▶ **TASK TO COMPLETE**: Copy out all lines bearing the word "derive" from the listing below.
--- INPUT DATA Enclosed Below ---
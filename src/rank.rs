//! Top-N selection of scored terms, optionally restricted to a grammatical category.

use std::collections::BTreeSet;
use std::fmt;
use std::str::FromStr;

use crate::compare::{ResultSet, TermStatistic};
use crate::error::{DunningError, Result};
use crate::tagger::{Tagger, is_penn_tag};

/// Which corpus the ranked terms should be distinctive of.
#[derive(Debug, Clone, Copy, PartialEq, Eq)]
pub enum Side {
    /// Most positive scores first.
    Corpus1,
    /// Most negative scores first.
    Corpus2,
}

/// Named grammatical categories, each standing for a fixed set of Penn Treebank tags.
#[derive(Debug, Clone, Copy, PartialEq, Eq, Hash)]
pub enum PosCategory {
    Adjectives,
    Adverbs,
    Verbs,
    Pronouns,
}

impl PosCategory {
    /// In the order reports traditionally list them.
    pub const ALL: [PosCategory; 4] = [
        PosCategory::Verbs,
        PosCategory::Adjectives,
        PosCategory::Pronouns,
        PosCategory::Adverbs,
    ];

    pub fn tags(self) -> &'static [&'static str] {
        match self {
            PosCategory::Adjectives => &["JJ", "JJR", "JJS"],
            PosCategory::Adverbs => &["RB", "RBR", "RBS", "WRB"],
            PosCategory::Verbs => &["VB", "VBD", "VBG", "VBN", "VBP", "VBZ"],
            PosCategory::Pronouns => &["PRP", "PRP$", "WP", "WP$"],
        }
    }

    pub fn name(self) -> &'static str {
        match self {
            PosCategory::Adjectives => "adjectives",
            PosCategory::Adverbs => "adverbs",
            PosCategory::Verbs => "verbs",
            PosCategory::Pronouns => "pronouns",
        }
    }
}

impl fmt::Display for PosCategory {
    fn fmt(&self, f: &mut fmt::Formatter<'_>) -> fmt::Result {
        f.write_str(self.name())
    }
}

impl FromStr for PosCategory {
    type Err = DunningError;

    fn from_str(s: &str) -> Result<Self> {
        match s.trim().to_lowercase().as_str() {
            "adjectives" => Ok(PosCategory::Adjectives),
            "adverbs" => Ok(PosCategory::Adverbs),
            "verbs" => Ok(PosCategory::Verbs),
            "pronouns" => Ok(PosCategory::Pronouns),
            _ => Err(DunningError::UnknownPosFilter(s.to_string())),
        }
    }
}

/// Restricts ranking to terms whose tag is in a set.
#[derive(Debug, Clone, PartialEq, Eq)]
pub enum PosFilter {
    Category(PosCategory),
    Tags(BTreeSet<String>),
}

impl PosFilter {
    /// Parse a category name (`"verbs"`) or a comma-separated tag list (`"NN,NNS"`).
    ///
    /// Anything else is an error rather than "no restriction", so a misspelled category cannot
    /// silently widen the analysis to every term.
    pub fn parse(s: &str) -> Result<Self> {
        if let Ok(category) = s.parse::<PosCategory>() {
            return Ok(PosFilter::Category(category));
        }
        let tags: BTreeSet<String> = s
            .split(',')
            .map(str::trim)
            .filter(|t| !t.is_empty())
            .map(str::to_string)
            .collect();
        if tags.is_empty() || !tags.iter().all(|t| is_penn_tag(t)) {
            return Err(DunningError::UnknownPosFilter(s.to_string()));
        }
        Ok(PosFilter::Tags(tags))
    }

    pub fn accepts(&self, tag: &str) -> bool {
        match self {
            PosFilter::Category(c) => c.tags().contains(&tag),
            PosFilter::Tags(tags) => tags.contains(tag),
        }
    }
}

impl From<PosCategory> for PosFilter {
    fn from(c: PosCategory) -> Self {
        PosFilter::Category(c)
    }
}

impl fmt::Display for PosFilter {
    fn fmt(&self, f: &mut fmt::Formatter<'_>) -> fmt::Result {
        match self {
            PosFilter::Category(c) => write!(f, "{c}"),
            PosFilter::Tags(tags) => {
                let list: Vec<&str> = tags.iter().map(String::as_str).collect();
                write!(f, "{}", list.join(", "))
            }
        }
    }
}

/// A filter together with the tagger that classifies terms for it.
#[derive(Clone, Copy)]
pub struct PosSelection<'a> {
    pub filter: &'a PosFilter,
    pub tagger: &'a dyn Tagger,
}

impl PosSelection<'_> {
    fn keeps(&self, term: &str) -> bool {
        self.filter.accepts(&self.tagger.tag(term))
    }
}

/// The `top_n` most distinctive terms for `side`.
///
/// With a [`PosSelection`], the filter is applied while walking the sorted list, so the result
/// holds up to `top_n` matching terms rather than the matching subset of the unfiltered top-N.
/// The sort is stable over the term-ordered result set: equal scores come out in term order.
pub fn rank<'r>(
    results: &'r ResultSet,
    top_n: usize,
    side: Side,
    pos: Option<PosSelection<'_>>,
) -> Vec<(&'r str, &'r TermStatistic)> {
    let mut sorted: Vec<(&'r str, &'r TermStatistic)> =
        results.iter().map(|(k, v)| (k.as_str(), v)).collect();
    match side {
        Side::Corpus1 => {
            sorted.sort_by(|a, b| b.1.log_likelihood.total_cmp(&a.1.log_likelihood))
        }
        Side::Corpus2 => {
            sorted.sort_by(|a, b| a.1.log_likelihood.total_cmp(&b.1.log_likelihood))
        }
    }

    sorted
        .into_iter()
        .filter(|(term, _)| pos.is_none_or(|p| p.keeps(term)))
        .take(top_n)
        .collect()
}

/// Both sides' top-N merged into one result set.
pub fn top_terms(results: &ResultSet, top_n: usize, pos: Option<PosSelection<'_>>) -> ResultSet {
    [Side::Corpus1, Side::Corpus2]
        .into_iter()
        .flat_map(|side| rank(results, top_n, side, pos))
        .map(|(term, stat)| (term.to_string(), stat.clone()))
        .collect()
}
--- End of Enclosed INPUT DATA ---
▶ **SOLUTION**:
#[derive(Debug, Clone, Copy, PartialEq, Eq)]
#[derive(Debug, Clone, Copy, PartialEq, Eq, Hash)]
#[derive(Debug, Clone, PartialEq, Eq)]
#[derive(Clone, Copy)]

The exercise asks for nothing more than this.